The District Court applied a three part test for forum non conveniens, determining (1) the degree of deference owed to the plaintiff's choice of forum, (2) the extent to which an adequate alternative forum existed, and (3) the public and private interests at stake in choosing the Plaintiff's forum over the Cayman Islands, proposed by the Defendants as the more appropriate location for litigation.
The Court began by determining that the Plaintiff's choice of forum was entitled to "relatively little deference." While generally a plaintiff's choice to litigate in his home forum is entitled to great deference, Plaintiff here was a resident of Ohio suing in New York Federal court. The Court further reduced the deference owed to the Plaintiff's choice because he was suing on behalf of a large number of individuals from various jurisdictions.
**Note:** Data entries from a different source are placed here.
// Copyright (c) 2025 Nikolay Denev <ndenev@gmail.com>
// SPDX-License-Identifier: BSD-3-Clause

//! Rendering of a finished backup run

mod json;
mod table;
mod yaml;

pub use json::JsonFormatter;
pub use table::TableFormatter;
pub use yaml::YamlFormatter;

use chrono::{DateTime, Utc};
use serde::Serialize;
use std::path::Path;

use crate::backup::{BackupResult, BackupStatus, ErrorList};
use crate::cli::OutputFormat;

/// What gets printed once a run is over
#[derive(Debug, Serialize)]
pub struct RunSummary<'a> {
    pub name: &'a str,
    pub status: BackupStatus,
    pub items_backed_up: usize,
    #[serde(skip_serializing_if = "Option::is_none")]
    pub failure: Option<&'a str>,
    pub location: &'a Path,
    pub started_at: DateTime<Utc>,
    pub completed_at: DateTime<Utc>,
    pub errors: &'a ErrorList,
}

impl<'a> RunSummary<'a> {
    pub fn new(result: &'a BackupResult, location: &'a Path) -> Self {
        Self {
            name: &result.name,
            status: result.status,
            items_backed_up: result.items_backed_up,
            failure: result.failure.as_deref(),
            location,
            started_at: result.started_at,
            completed_at: result.completed_at,
            errors: &result.errors,
        }
    }

    pub fn format(&self, format: &OutputFormat) -> String {
        match format {
            OutputFormat::Table => TableFormatter::format(self),
            OutputFormat::Json => JsonFormatter::format(self),
            OutputFormat::Yaml => YamlFormatter::format(self),
        }
    }

    pub fn duration_ms(&self) -> i64 {
        (self.completed_at - self.started_at).num_milliseconds()
    }
}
The Court next decided that the Cayman Islands was an adequate alternate forum, basing its analysis on a two-factor test: whether (1) the defendants are amenable to service there and (2) the alternate forum permits litigation of the subject matter of the dispute. The plaintiff argued that the first factor could not be satisfied because difficulties in service outside the U.S. required as a practical matter that each defendant consent to service there, which would not occur. The Court rejected this argument, noting that while service may be difficult the question is whether it was possible. As to the second factor, the plaintiff did not dispute that the Cayman Islands permits shareholder litigation against corporate officers.
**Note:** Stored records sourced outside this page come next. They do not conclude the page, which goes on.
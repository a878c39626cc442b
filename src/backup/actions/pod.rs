// Copyright (c) 2025 Nikolay Denev <ndenev@gmail.com>
// SPDX-License-Identifier: BSD-3-Clause

use async_trait::async_trait;
use tracing::debug;

use crate::backup::action::{ActionOutput, ItemAction};
use crate::backup::error::ActionError;
use crate::backup::identifier::{GroupResource, ResourceIdentifier};
use crate::backup::item::{self, FieldError, Item};
use crate::backup::request::BackupRequest;
use crate::backup::selector::ResourceSelector;

/// Backs up the PersistentVolumeClaims mounted by a pod's volumes
pub struct PodVolumesAction;

/// Re-anchor an error from inside `spec.volumes[idx]` to the full path
fn in_volume(idx: usize, err: FieldError) -> FieldError {
    match err {
        FieldError::WrongType {
            path,
            expected,
            found,
        } => {
            let suffix = if path == "." {
                String::new()
            } else {
                format!(".{}", path)
            };
            FieldError::WrongType {
                path: format!("spec.volumes[{}]{}", idx, suffix),
                expected,
                found,
            }
        }
    }
}

#[async_trait]
impl ItemAction for PodVolumesAction {
    fn name(&self) -> &str {
        "pod-volumes"
    }

    fn applies_to(&self) -> anyhow::Result<ResourceSelector> {
        Ok(ResourceSelector::for_resources(["pods"]))
    }

    async fn execute(
        &self,
        pod: &Item,
        _request: &BackupRequest,
    ) -> Result<ActionOutput, ActionError> {
        let Some(volumes) = pod.get_array("spec.volumes")? else {
            return Ok(ActionOutput::unchanged());
        };

        let namespace = pod.namespace();
        let claims = GroupResource::core("persistentvolumeclaims");
        let mut additional: Vec<ResourceIdentifier> = Vec::new();

        for (idx, volume) in volumes.iter().enumerate() {
            let claim_name = item::get_str(volume, "persistentVolumeClaim.claimName")
                .map_err(|e| in_volume(idx, e))?;

            // Volumes of other types (configMap, emptyDir, ...) have no claim
            let Some(claim_name) = claim_name.filter(|n| !n.is_empty()) else {
                continue;
            };

            let id = ResourceIdentifier::new(claims.clone(), namespace, claim_name);
            if !additional.contains(&id) {
                additional.push(id);
            }
        }

        if !additional.is_empty() {
            debug!(
                action = self.name(),
                namespace = %namespace,
                name = ?pod.name(),
                claims = additional.len(),
                "Adding PersistentVolumeClaims mounted by pod"
            );
        }

        Ok(ActionOutput::unchanged().with_additional_items(additional))
    }
}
The Court then considered the private and public interest factors used in the third step of the forum non conveniens analysis. The Court used the following five factors to determine the private interests involved: (1) ease of access to evidence, (2) availability of compulsory process, (3) cost for cooperative witnesses to attend trial, (4) enforceability of a judgment, and (5) all other practical matters that might shorten a trial or make it less expensive. Because nearly all the witnesses in the case were located in China, the Court concluded that the private interest was neutral between New York and the Cayman Islands. Plaintiff argued that because the Cayman Islands does not allow lawyers to use contingency fees, he would be burdened by being required to litigate there, but the Court disagreed. Because contingency fees are rare in non-U.S. forums, the Court reasoned that making their availability a deciding factor would foreclose nearly all forum non conveniens dismissals.
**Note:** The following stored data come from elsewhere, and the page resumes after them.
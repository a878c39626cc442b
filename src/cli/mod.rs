// Copyright (c) 2025 Nikolay Denev <ndenev@gmail.com>
// SPDX-License-Identifier: BSD-3-Clause

mod args;

pub use args::{Args, OutputFormat};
Turning to the public interest, the Court considered court congestion, the interests of forums in deciding local disputes, and the interest in issues of foreign law being decided by foreign tribunals. While court congestion was in neither forum's favor, the Court concluded that the last two factors heavily favored the Cayman Islands. The Court noted that the suit was not local to New York because it did not arise out of the Defendant's contacts with New York. Additionally, Plaintiff's claims were brought solely under Cayman Islands law. As a result, the Court observed it had virtually no legal interest in deciding the suit. On the other hand, the Cayman Islands had a significant interest in applying its own law to the SinoTech, which was incorporated in that country.
Finding all three factors in favor of applying forum non conveniens, the Court dismissed the case.